Context
Phase 4B (#11640, PR #11710) shipped the KB reconciliation daemon's V1: config-invalidation reconciliation — it detects chunks left stale by a tenant KnowledgeBaseTenantConfig change (via the tenantConfigVersion chunk stamp) and, opt-in, tombstones them. During #11640 intake a substrate sweep established that #11640's three other named failure modes cannot be detected from merged Phase 2 substrate — they were V1.x-deferred in the #11640 Contract Ledger (Row 6). This ticket is that V1.x increment.
The Problem
#11640 named four KB-drift failure modes.
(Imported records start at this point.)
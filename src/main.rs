use std::sync::Arc;

use tracing_subscriber::{layer::SubscriberExt, util::SubscriberInitExt};

use api_rest::{build_router, notification_channel, spawn_notification_worker, AppState};
use ccr_core::{CaseStore, CoreConfig, NotificationDispatcher, OutboxTransport, ReviewService};

/// Main entry point for the CCR application
///
/// Starts the REST server for the clinical case review workflow, plus the
/// background worker that delivers rejection notices to the outbox.
///
/// # Environment Variables
/// - `CCR_REST_ADDR`: REST server address (default: "0.0.0.0:3000")
/// - `CASE_DATA_DIR`: Root of the case store (default: "case_data")
/// - `CCR_OUTBOX_DIR`: Rejection-notice outbox (default: "<CASE_DATA_DIR>/outbox")
/// - `CCR_NOTIFY_MAX_ATTEMPTS`: Delivery retry cap (default: 5)
/// - `CCR_NOTIFY_BASE_DELAY_MS`: Delivery backoff base delay (default: 200)
/// - `CCR_INGEST_API_KEY`: Shared key for the ingest boundary (unset disables the check)
///
/// # Returns
/// * `Ok(())` - If the server starts and runs successfully
/// * `Err(anyhow::Error)` - If startup or runtime fails
#[tokio::main]
async fn main() -> anyhow::Result<()> {
    dotenvy::dotenv().ok();

    tracing_subscriber::registry()
        .with(tracing_subscriber::EnvFilter::from_default_env().add_directive("ccr=info".parse()?))
        .with(tracing_subscriber::fmt::layer())
        .init();

    let rest_addr = std::env::var("CCR_REST_ADDR").unwrap_or_else(|_| "0.0.0.0:3000".into());

    let cfg = Arc::new(CoreConfig::from_env()?);
    let store = CaseStore::new(Arc::clone(&cfg));

    let (sink, rx) = notification_channel();
    let dispatcher = Arc::new(NotificationDispatcher::new(
        Box::new(OutboxTransport::new(cfg.outbox_dir())),
        cfg.retry_policy(),
    ));
    spawn_notification_worker(rx, dispatcher);

    let service = Arc::new(ReviewService::new(store, sink));

    tracing::info!("++ Starting CCR REST on {}", rest_addr);

    let app = build_router(AppState { cfg, service });
    let listener = tokio::net::TcpListener::bind(&rest_addr).await?;
    axum::serve(listener, app).await?;

    Ok(())
}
V1 (PR #11710) delivered failure-mode #3 (config-invalidation). The other three remain:
- Force-push / history rewrite — a tenant rewrites branch history; per-push revision-boundary signaling cannot express it.
- Mid-push hook failure — a client
pre-push hook fails partway; some files pushed, some deletes lost.
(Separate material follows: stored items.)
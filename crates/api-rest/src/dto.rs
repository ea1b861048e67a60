//! Request and response bodies of the review API.
//!
//! The decision body is the one shape with real protocol rules: exactly one
//! of its three verb payloads must be set, checked by
//! [`SubmitDecisionReq::into_decision`] before any engine call.

use serde::{Deserialize, Serialize};
use utoipa::ToSchema;

use ccr_core::{
    AuditRecord, CaseError, CaseResult, CaseStatus, CaseSummary, ClinicalCase, Difficulty,
    EditableFields,
};

/// Body of `PUT /cases/{id}/draft`: a partial update of the editable
/// fields. Absent fields are left untouched.
#[derive(Debug, Clone, Default, Serialize, Deserialize, ToSchema)]
pub struct SaveDraftReq {
    #[serde(default)]
    pub title: Option<String>,
    #[serde(default)]
    pub difficulty: Option<Difficulty>,
    #[serde(default)]
    pub introduction: Option<String>,
}

impl From<SaveDraftReq> for EditableFields {
    fn from(req: SaveDraftReq) -> Self {
        Self {
            title: req.title,
            difficulty: req.difficulty,
            introduction: req.introduction,
        }
    }
}

/// Body of `POST /cases/{id}/decision`.
///
/// Exactly one of the three payloads must be present.
#[derive(Debug, Clone, Default, Serialize, Deserialize, ToSchema)]
pub struct SubmitDecisionReq {
    #[serde(default)]
    pub mark_in_progress: Option<InProgressPayload>,
    #[serde(default)]
    pub validate: Option<ValidatePayload>,
    #[serde(default)]
    pub reject: Option<RejectPayload>,
}

#[derive(Debug, Clone, Default, Serialize, Deserialize, ToSchema)]
pub struct InProgressPayload {
    #[serde(default)]
    pub note: Option<String>,
}

#[derive(Debug, Clone, Default, Serialize, Deserialize, ToSchema)]
pub struct ValidatePayload {
    #[serde(default)]
    pub note: Option<String>,
}

#[derive(Debug, Clone, Serialize, Deserialize, ToSchema)]
pub struct RejectPayload {
    pub reason: String,
    #[serde(default)]
    pub affected_sections: Vec<String>,
    #[serde(default)]
    pub notification_email: Option<String>,
}

/// A well-formed decision: exactly one verb.
#[derive(Debug, Clone)]
pub enum Decision {
    MarkInProgress(InProgressPayload),
    Validate(ValidatePayload),
    Reject(RejectPayload),
}

impl SubmitDecisionReq {
    /// Resolves the request into its single decision verb.
    ///
    /// # Errors
    ///
    /// Returns [`CaseError::AmbiguousDecision`] when zero or more than one
    /// verb payload is set.
    pub fn into_decision(self) -> CaseResult<Decision> {
        match (self.mark_in_progress, self.validate, self.reject) {
            (Some(payload), None, None) => Ok(Decision::MarkInProgress(payload)),
            (None, Some(payload), None) => Ok(Decision::Validate(payload)),
            (None, None, Some(payload)) => Ok(Decision::Reject(payload)),
            (None, None, None) => Err(CaseError::AmbiguousDecision(
                "exactly one of mark_in_progress, validate or reject must be set; none was"
                    .into(),
            )),
            _ => Err(CaseError::AmbiguousDecision(
                "exactly one of mark_in_progress, validate or reject must be set; more than one was"
                    .into(),
            )),
        }
    }
}

#[derive(Debug, Clone, Serialize, Deserialize, ToSchema)]
pub struct IngestCaseRes {
    pub case: ClinicalCase,
}

#[derive(Debug, Clone, Serialize, Deserialize, ToSchema)]
pub struct ListCasesRes {
    pub cases: Vec<CaseSummary>,
}

/// Full case with review metadata, as returned by the read endpoints.
#[derive(Debug, Clone, Serialize, Deserialize, ToSchema)]
pub struct CaseRes {
    pub case: ClinicalCase,
}

/// Outcome of a committed decision.
#[derive(Debug, Clone, Serialize, Deserialize, ToSchema)]
pub struct DecisionRes {
    pub status: CaseStatus,
    pub case: ClinicalCase,
}

#[derive(Debug, Clone, Serialize, Deserialize, ToSchema)]
pub struct AuditTrailRes {
    pub records: Vec<AuditRecord>,
}

#[cfg(test)]
mod tests {
    use super::*;

    #[test]
    fn decision_resolves_a_single_verb() {
        let req = SubmitDecisionReq {
            validate: Some(ValidatePayload { note: None }),
            ..Default::default()
        };
        assert!(matches!(
            req.into_decision(),
            Ok(Decision::Validate(_))
        ));
    }

    #[test]
    fn decision_with_no_verb_is_ambiguous() {
        let result = SubmitDecisionReq::default().into_decision();
        assert!(matches!(result, Err(CaseError::AmbiguousDecision(_))));
    }

    #[test]
    fn decision_with_two_verbs_is_ambiguous() {
        let req = SubmitDecisionReq {
            validate: Some(ValidatePayload { note: None }),
            reject: Some(RejectPayload {
                reason: "contradictory".into(),
                affected_sections: Vec::new(),
                notification_email: None,
            }),
            ..Default::default()
        };
        assert!(matches!(
            req.into_decision(),
            Err(CaseError::AmbiguousDecision(_))
        ));
    }

    #[test]
    fn reject_payload_defaults_optional_fields() {
        let payload: RejectPayload =
            serde_json::from_str(r#"{ "reason": "missing labs" }"#)
                .expect("Should parse minimal reject payload");

        assert_eq!(payload.reason, "missing labs");
        assert!(payload.affected_sections.is_empty());
        assert!(payload.notification_email.is_none());
    }
}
- Partial-push (network error) — a push half-completes; tenant Chroma state diverges from the repo.
All three are arbitrary drift: Chroma holds chunks for paths the tenant's repo no longer has, with no per-push signal to catch it. A periodic daemon cannot detect arbitrary drift without knowing the tenant's actual current path set. Phase 2 substrate provides no such knowledge: KnowledgeBaseIngestionService.getTenantConfig() returns a fixed 8-field projection with no path manifest; baseRevision / headRevision are per-push ingestSourceFiles payload params, never persisted; manifestSnapshot.pathsAfterPush is consumed at push-time (applyDeletionSignals) and discarded.
The Architectural Reality
ai/daemons/KbReconciliationService.mjs (#11640) — the poll-loop daemon. pulse() → per-tenant reconcileTenant(). V1 fetchTenantRows already fetches a tenant's full Chroma row set (where: {tenantId}); the V1 engine diffTenantChunks classifies config-staleness. This ticket adds a second diff axis: claimed-paths vs. Chroma-paths.
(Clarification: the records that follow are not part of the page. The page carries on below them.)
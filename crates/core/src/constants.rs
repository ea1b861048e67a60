//! Constants used throughout the CCR core crate.
//!
//! This module contains all path and filename constants, plus notification
//! defaults, to ensure consistency across the codebase and make maintenance
//! easier.

/// Default directory for case data storage when no explicit directory is configured.
pub const DEFAULT_CASE_DATA_DIR: &str = "case_data";

/// Filename for the canonical case record inside a case directory.
pub const CASE_JSON_FILENAME: &str = "case.json";

/// Temporary filename used for atomic case record writes.
pub const CASE_JSON_TMP_FILENAME: &str = "case.json.tmp";

/// Filename for the append-only audit trail inside a case directory.
pub const AUDIT_LOG_FILENAME: &str = "audit.jsonl";

/// Directory name for the rejection-notice outbox, relative to the data directory.
pub const OUTBOX_DIR_NAME: &str = "outbox";

/// Default cap on rejection-notice delivery attempts.
pub const DEFAULT_NOTIFY_MAX_ATTEMPTS: u32 = 5;

/// Default base delay between rejection-notice delivery attempts, in milliseconds.
pub const DEFAULT_NOTIFY_BASE_DELAY_MS: u64 = 200;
ai/services/knowledge-base/KnowledgeBaseIngestionService.mjs — ingestSourceFiles already receives manifestSnapshot.pathsAfterPush and baseRevision / headRevision; applyDeletionSignals uses them transiently. The missing piece is persistence.
KnowledgeBaseTenantConfig graph node (#11637) — the natural home for a persisted per-tenant claimed-state manifest, or a sibling node.
The Fix
Recommended: persist the post-push claimed-state manifest. Extend the ingestion path so each successful push records the tenant's claimed path set (the manifestSnapshot.pathsAfterPush already received) into durable storage — a kb-manifest:<tenantId> graph node, or a field on KnowledgeBaseTenantConfig. The reconciliation daemon then gains a manifest diff pass: a Chroma chunk whose sourcePath is absent from the persisted claimed manifest is a manifest orphan — the same actionability / opt-in-tombstone treatment as a config-stale orphan. Force-push is then a special case (the manifest simply no longer lists the rewritten-away paths) — no separate force-push primitive needed.
Concretely:
KnowledgeBaseIngestionService — persist pathsAfterPush per (tenant, repoSlug) on each successful push.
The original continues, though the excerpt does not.